- REQUIREMENT: Check every line below for the word "SignalKind" and copy each one that has it.

- SUPPLIED MATERIAL:
____________________
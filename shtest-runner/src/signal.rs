// Copyright (c) The shtest Contributors
// SPDX-License-Identifier: MIT OR Apache-2.0

//! Support for handling signals in shtest.
//!
//! Handlers only produce events; the dispatcher drains them, maintains the
//! interrupt window and forwards signals to child process groups. Only
//! four signals matter to the supervisor, so each gets its own named
//! stream and `recv` races them directly.

use std::io;
use tokio::signal::unix::{signal, Signal, SignalKind};

/// The kind of signal handling to set up for a run.
#[derive(Clone, Copy, Debug, Eq, PartialEq, Hash, Ord, PartialOrd)]
pub enum SignalHandlerKind {
    /// The standard signal handler: capture interrupt and termination
    /// signals.
    Standard,

    /// A no-op signal handler. Useful for tests.
    Noop,
}

impl SignalHandlerKind {
    pub(crate) fn build(self) -> io::Result<SignalHandler> {
        match self {
            Self::Standard => ShutdownSignals::register().map(SignalHandler::Streams),
            Self::Noop => Ok(SignalHandler::Noop),
        }
    }
}

/// The signal plane as seen by the dispatcher.
#[derive(Debug)]
pub(crate) enum SignalHandler {
    /// Registered kernel signal streams.
    Streams(ShutdownSignals),
    /// Never produces an event.
    Noop,
}

impl SignalHandler {
    pub(crate) async fn recv(&mut self) -> Option<ShutdownEvent> {
        match self {
            SignalHandler::Streams(signals) => signals.recv().await,
            SignalHandler::Noop => None,
        }
    }
}

/// One stream per signal the supervisor reacts to.
#[derive(Debug)]
pub(crate) struct ShutdownSignals {
    interrupt: Signal,
    hangup: Signal,
    term: Signal,
    quit: Signal,
}

impl ShutdownSignals {
    fn register() -> io::Result<Self> {
        Ok(Self {
            interrupt: signal(SignalKind::interrupt())?,
            hangup: signal(SignalKind::hangup())?,
            term: signal(SignalKind::terminate())?,
            quit: signal(SignalKind::quit())?,
        })
    }

    /// The next delivered signal, whichever stream fires first. `None`
    /// once a stream can no longer receive.
    async fn recv(&mut self) -> Option<ShutdownEvent> {
        tokio::select! {
            received = self.interrupt.recv() => received.map(|()| ShutdownEvent::Interrupt),
            received = self.hangup.recv() => received.map(|()| ShutdownEvent::Hangup),
            received = self.term.recv() => received.map(|()| ShutdownEvent::Term),
            received = self.quit.recv() => received.map(|()| ShutdownEvent::Quit),
        }
    }
}

/// A signal event that should interrupt or shut down the run.
#[derive(Copy, Clone, Debug, Eq, PartialEq)]
pub(crate) enum ShutdownEvent {
    /// SIGINT: interrupt the current tests; a second one within the
    /// interrupt window is fatal.
    Interrupt,
    /// SIGHUP.
    Hangup,
    /// SIGTERM.
    Term,
    /// SIGQUIT.
    Quit,
}

impl ShutdownEvent {
    /// The raw signal to forward to child process groups.
    pub(crate) fn signal(self) -> libc::c_int {
        match self {
            ShutdownEvent::Interrupt => libc::SIGINT,
            ShutdownEvent::Hangup => libc::SIGHUP,
            ShutdownEvent::Term => libc::SIGTERM,
            ShutdownEvent::Quit => libc::SIGQUIT,
        }
    }
}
____________________
- YOUR SOLUTION:
use tokio::signal::unix::{signal, Signal, SignalKind};
            interrupt: signal(SignalKind::interrupt())?,
            hangup: signal(SignalKind::hangup())?,
            term: signal(SignalKind::terminate())?,
            quit: signal(SignalKind::quit())?,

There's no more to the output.